**EXERCISE BRIEF**
Please restate the listing that follows without changing anything.
┌──
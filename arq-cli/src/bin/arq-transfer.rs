//! ARQ Transfer - simulated Go-Back-N / Selective-Repeat transfer
//!
//! Runs one transfer over a simulated link with scripted losses and prints
//! the resulting statistics.

use arq_cli::config::{Config, DropRule, Protocol};
use arq_cli::{display_summary, run};
use clap::Parser;
use std::path::PathBuf;
use tracing_subscriber::EnvFilter;

#[derive(Parser, Debug)]
#[command(name = "arq-transfer")]
#[command(about = "Simulated sliding-window ARQ transfer", long_about = None)]
struct Args {
    /// TOML configuration file; command-line options override it
    #[arg(short, long)]
    config: Option<PathBuf>,

    /// ARQ variant
    #[arg(short, long, value_enum)]
    protocol: Option<Protocol>,

    /// Window size in packets
    #[arg(short, long)]
    window: Option<u32>,

    /// Retransmission timeout in milliseconds
    #[arg(short, long)]
    timeout_ms: Option<u64>,

    /// Payload bytes per packet
    #[arg(long)]
    packet_size: Option<usize>,

    /// Number of packets to transfer
    #[arg(short = 'n', long)]
    packets: Option<u32>,

    /// Give up after this many retransmissions of one packet
    #[arg(long)]
    max_retransmissions: Option<u32>,

    /// One-way link delay in milliseconds
    #[arg(long)]
    delay_ms: Option<u64>,

    /// Link rate in bits per second (0 = unlimited)
    #[arg(long)]
    rate_bps: Option<u64>,

    /// Drop data packet SEQ (SEQ or SEQ:COUNT, repeatable)
    #[arg(long = "drop", value_name = "SEQ[:COUNT]")]
    drops: Vec<DropRule>,

    /// Drop acknowledgements of SEQ (SEQ or SEQ:COUNT, repeatable)
    #[arg(long = "drop-ack", value_name = "SEQ[:COUNT]")]
    drop_acks: Vec<DropRule>,

    /// Sender start time in milliseconds
    #[arg(long)]
    start_ms: Option<u64>,

    /// End of the run in milliseconds
    #[arg(long)]
    stop_ms: Option<u64>,

    /// Write the effective configuration to this file and exit
    #[arg(long)]
    dump_config: Option<PathBuf>,

    /// Verbose output
    #[arg(short, long)]
    verbose: bool,
}

impl Args {
    /// Apply command-line overrides on top of `config`
    fn apply(self, mut config: Config) -> Config {
        let t = &mut config.transfer;
        if let Some(protocol) = self.protocol {
            t.protocol = protocol;
        }
        if let Some(window) = self.window {
            t.window_size = window;
        }
        if let Some(timeout) = self.timeout_ms {
            t.timeout_ms = timeout;
        }
        if let Some(size) = self.packet_size {
            t.packet_size = size;
        }
        if let Some(count) = self.packets {
            t.packet_count = count;
        }
        if self.max_retransmissions.is_some() {
            t.max_retransmissions = self.max_retransmissions;
        }
        if let Some(delay) = self.delay_ms {
            config.link.delay_ms = delay;
        }
        if let Some(rate) = self.rate_bps {
            config.link.rate_bps = rate;
        }
        if let Some(start) = self.start_ms {
            config.schedule.sender_start_ms = start;
        }
        if let Some(stop) = self.stop_ms {
            config.schedule.stop_ms = stop;
        }
        config.drops.extend(self.drops);
        config
            .drops
            .extend(self.drop_acks.into_iter().map(|rule| DropRule { ack: true, ..rule }));
        config
    }
}

fn main() -> anyhow::Result<()> {
    let args = Args::parse();

    let default_level = if args.verbose { "debug" } else { "info" };
    let filter =
        EnvFilter::try_from_default_env().unwrap_or_else(|_| EnvFilter::new(default_level));
    tracing_subscriber::fmt().with_env_filter(filter).init();

    let base = match &args.config {
        Some(path) => {
            tracing::info!("Loading configuration from {}", path.display());
            Config::from_file(path)?
        }
        None => Config::default(),
    };
    let dump = args.dump_config.clone();
    let config = args.apply(base);

    if let Some(path) = dump {
        config.to_file(&path)?;
        tracing::info!("Configuration written to {}", path.display());
        return Ok(());
    }

    let summary = run(&config)?;
    display_summary(&summary);

    if !summary.delivered_intact {
        anyhow::bail!(
            "Transfer incomplete: {} of {} packets delivered",
            summary.receiver.packets_delivered,
            summary.packet_count
        );
    }
    Ok(())
}
//! Recording context for unit tests

use crate::endpoint::{ArqContext, Channel, TimerHandle, TimerService};
use crate::packet::Packet;
use crate::sequence::SeqNumber;
use bytes::Bytes;
use std::collections::BTreeMap;
use std::time::Duration;

/// Context that records everything an endpoint does and fires nothing
#[derive(Debug, Default)]
pub struct MockContext {
    pub now: Duration,
    pub sent: Vec<Packet>,
    pub delivered: Vec<(SeqNumber, Bytes)>,
    timers: BTreeMap<TimerHandle, SeqNumber>,
    next_handle: u64,
}

impl MockContext {
    pub fn new() -> Self {
        Self::default()
    }

    /// Drain the packets sent so far
    pub fn take_sent(&mut self) -> Vec<Packet> {
        std::mem::take(&mut self.sent)
    }

    /// Drain sent data packets, returning their sequence numbers
    pub fn take_data_seqs(&mut self) -> Vec<u32> {
        self.take_sent()
            .into_iter()
            .filter(Packet::is_data)
            .map(|p| p.seq_number().as_raw())
            .collect()
    }

    /// Drain sent acknowledgements, returning the acknowledged values
    pub fn take_ack_seqs(&mut self) -> Vec<u32> {
        self.take_sent()
            .into_iter()
            .filter(Packet::is_ack)
            .map(|p| p.seq_number().as_raw())
            .collect()
    }

    /// Sequence numbers delivered to the application, in order
    pub fn delivered_seqs(&self) -> Vec<u32> {
        self.delivered.iter().map(|(s, _)| s.as_raw()).collect()
    }

    /// Sequence numbers with a live timer, ascending
    pub fn live_timer_seqs(&self) -> Vec<u32> {
        let mut seqs: Vec<u32> = self.timers.values().map(|s| s.as_raw()).collect();
        seqs.sort_unstable();
        seqs
    }

    pub fn is_live(&self, handle: TimerHandle) -> bool {
        self.timers.contains_key(&handle)
    }

    /// Retire the live timer for `seq` the way a scheduler does when it
    /// dispatches the expiry
    pub fn expire(&mut self, seq: SeqNumber) -> Option<TimerHandle> {
        let handle = self
            .timers
            .iter()
            .find(|(_, s)| **s == seq)
            .map(|(h, _)| *h)?;
        self.timers.remove(&handle);
        Some(handle)
    }
}

impl Channel for MockContext {
    fn send(&mut self, packet: Packet) {
        self.sent.push(packet);
    }
}

impl TimerService for MockContext {
    fn schedule(&mut self, _delay: Duration, seq: SeqNumber) -> TimerHandle {
        let handle = TimerHandle::new(self.next_handle);
        self.next_handle += 1;
        self.timers.insert(handle, seq);
        handle
    }

    fn cancel(&mut self, handle: TimerHandle) {
        self.timers.remove(&handle);
    }
}

impl ArqContext for MockContext {
    fn now(&self) -> Duration {
        self.now
    }

    fn deliver(&mut self, seq: SeqNumber, payload: Bytes) {
        self.delivered.push((seq, payload));
    }
}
└──
**RESULT OF THIS EXERCISE**
filename arq-cli/src/bin/arq-transfer.rs
//! ARQ Transfer - simulated Go-Back-N / Selective-Repeat transfer
//!
//! Runs one transfer over a simulated link with scripted losses and prints
//! the resulting statistics.

use arq_cli::config::{Config, DropRule, Protocol};
use arq_cli::{display_summary, run};
use clap::Parser;
use std::path::PathBuf;
use tracing_subscriber::EnvFilter;

#[derive(Parser, Debug)]
#[command(name = "arq-transfer")]
#[command(about = "Simulated sliding-window ARQ transfer", long_about = None)]
struct Args {
    /// TOML configuration file; command-line options override it
    #[arg(short, long)]
    config: Option<PathBuf>,

    /// ARQ variant
    #[arg(short, long, value_enum)]
    protocol: Option<Protocol>,

    /// Window size in packets
    #[arg(short, long)]
    window: Option<u32>,

    /// Retransmission timeout in milliseconds
    #[arg(short, long)]
    timeout_ms: Option<u64>,

    /// Payload bytes per packet
    #[arg(long)]
    packet_size: Option<usize>,

    /// Number of packets to transfer
    #[arg(short = 'n', long)]
    packets: Option<u32>,

    /// Give up after this many retransmissions of one packet
    #[arg(long)]
    max_retransmissions: Option<u32>,

    /// One-way link delay in milliseconds
    #[arg(long)]
    delay_ms: Option<u64>,

    /// Link rate in bits per second (0 = unlimited)
    #[arg(long)]
    rate_bps: Option<u64>,

    /// Drop data packet SEQ (SEQ or SEQ:COUNT, repeatable)
    #[arg(long = "drop", value_name = "SEQ[:COUNT]")]
    drops: Vec<DropRule>,

    /// Drop acknowledgements of SEQ (SEQ or SEQ:COUNT, repeatable)
    #[arg(long = "drop-ack", value_name = "SEQ[:COUNT]")]
    drop_acks: Vec<DropRule>,

    /// Sender start time in milliseconds
    #[arg(long)]
    start_ms: Option<u64>,

    /// End of the run in milliseconds
    #[arg(long)]
    stop_ms: Option<u64>,

    /// Write the effective configuration to this file and exit
    #[arg(long)]
    dump_config: Option<PathBuf>,

    /// Verbose output
    #[arg(short, long)]
    verbose: bool,
}

impl Args {
    /// Apply command-line overrides on top of `config`
    fn apply(self, mut config: Config) -> Config {
        let t = &mut config.transfer;
        if let Some(protocol) = self.protocol {
            t.protocol = protocol;
        }
        if let Some(window) = self.window {
            t.window_size = window;
        }
        if let Some(timeout) = self.timeout_ms {
            t.timeout_ms = timeout;
        }
        if let Some(size) = self.packet_size {
            t.packet_size = size;
        }
        if let Some(count) = self.packets {
            t.packet_count = count;
        }
        if self.max_retransmissions.is_some() {
            t.max_retransmissions = self.max_retransmissions;
        }
        if let Some(delay) = self.delay_ms {
            config.link.delay_ms = delay;
        }
        if let Some(rate) = self.rate_bps {
            config.link.rate_bps = rate;
        }
        if let Some(start) = self.start_ms {
            config.schedule.sender_start_ms = start;
        }
        if let Some(stop) = self.stop_ms {
            config.schedule.stop_ms = stop;
        }
        config.drops.extend(self.drops);
        config
            .drops
            .extend(self.drop_acks.into_iter().map(|rule| DropRule { ack: true, ..rule }));
        config
    }
}

fn main() -> anyhow::Result<()> {
    let args = Args::parse();

    let default_level = if args.verbose { "debug" } else { "info" };
    let filter =
        EnvFilter::try_from_default_env().unwrap_or_else(|_| EnvFilter::new(default_level));
    tracing_subscriber::fmt().with_env_filter(filter).init();

    let base = match &args.config {
        Some(path) => {
            tracing::info!("Loading configuration from {}", path.display());
            Config::from_file(path)?
        }
        None => Config::default(),
    };
    let dump = args.dump_config.clone();
    let config = args.apply(base);

    if let Some(path) = dump {
        config.to_file(&path)?;
        tracing::info!("Configuration written to {}", path.display());
        return Ok(());
    }

    let summary = run(&config)?;
    display_summary(&summary);

    if !summary.delivered_intact {
        anyhow::bail!(
            "Transfer incomplete: {} of {} packets delivered",
            summary.receiver.packets_delivered,
            summary.packet_count
        );
    }
    Ok(())
}
//! Recording context for unit tests

use crate::endpoint::{ArqContext, Channel, TimerHandle, TimerService};
use crate::packet::Packet;
use crate::sequence::SeqNumber;
use bytes::Bytes;
use std::collections::BTreeMap;
use std::time::Duration;

/// Context that records everything an endpoint does and fires nothing
#[derive(Debug, Default)]
pub struct MockContext {
    pub now: Duration,
    pub sent: Vec<Packet>,
    pub delivered: Vec<(SeqNumber, Bytes)>,
    timers: BTreeMap<TimerHandle, SeqNumber>,
    next_handle: u64,
}

impl MockContext {
    pub fn new() -> Self {
        Self::default()
    }

    /// Drain the packets sent so far
    pub fn take_sent(&mut self) -> Vec<Packet> {
        std::mem::take(&mut self.sent)
    }

    /// Drain sent data packets, returning their sequence numbers
    pub fn take_data_seqs(&mut self) -> Vec<u32> {
        self.take_sent()
            .into_iter()
            .filter(Packet::is_data)
            .map(|p| p.seq_number().as_raw())
            .collect()
    }

    /// Drain sent acknowledgements, returning the acknowledged values
    pub fn take_ack_seqs(&mut self) -> Vec<u32> {
        self.take_sent()
            .into_iter()
            .filter(Packet::is_ack)
            .map(|p| p.seq_number().as_raw())
            .collect()
    }

    /// Sequence numbers delivered to the application, in order
    pub fn delivered_seqs(&self) -> Vec<u32> {
        self.delivered.iter().map(|(s, _)| s.as_raw()).collect()
    }

    /// Sequence numbers with a live timer, ascending
    pub fn live_timer_seqs(&self) -> Vec<u32> {
        let mut seqs: Vec<u32> = self.timers.values().map(|s| s.as_raw()).collect();
        seqs.sort_unstable();
        seqs
    }

    pub fn is_live(&self, handle: TimerHandle) -> bool {
        self.timers.contains_key(&handle)
    }

    /// Retire the live timer for `seq` the way a scheduler does when it
    /// dispatches the expiry
    pub fn expire(&mut self, seq: SeqNumber) -> Option<TimerHandle> {
        let handle = self
            .timers
            .iter()
            .find(|(_, s)| **s == seq)
            .map(|(h, _)| *h)?;
        self.timers.remove(&handle);
        Some(handle)
    }
}

impl Channel for MockContext {
    fn send(&mut self, packet: Packet) {
        self.sent.push(packet);
    }
}

impl TimerService for MockContext {
    fn schedule(&mut self, _delay: Duration, seq: SeqNumber) -> TimerHandle {
        let handle = TimerHandle::new(self.next_handle);
        self.next_handle += 1;
        self.timers.insert(handle, seq);
        handle
    }

    fn cancel(&mut self, handle: TimerHandle) {
        self.timers.remove(&handle);
    }
}

impl ArqContext for MockContext {
    fn now(&self) -> Duration {
        self.now
    }

    fn deliver(&mut self, seq: SeqNumber, payload: Bytes) {
        self.delivered.push((seq, payload));
    }
}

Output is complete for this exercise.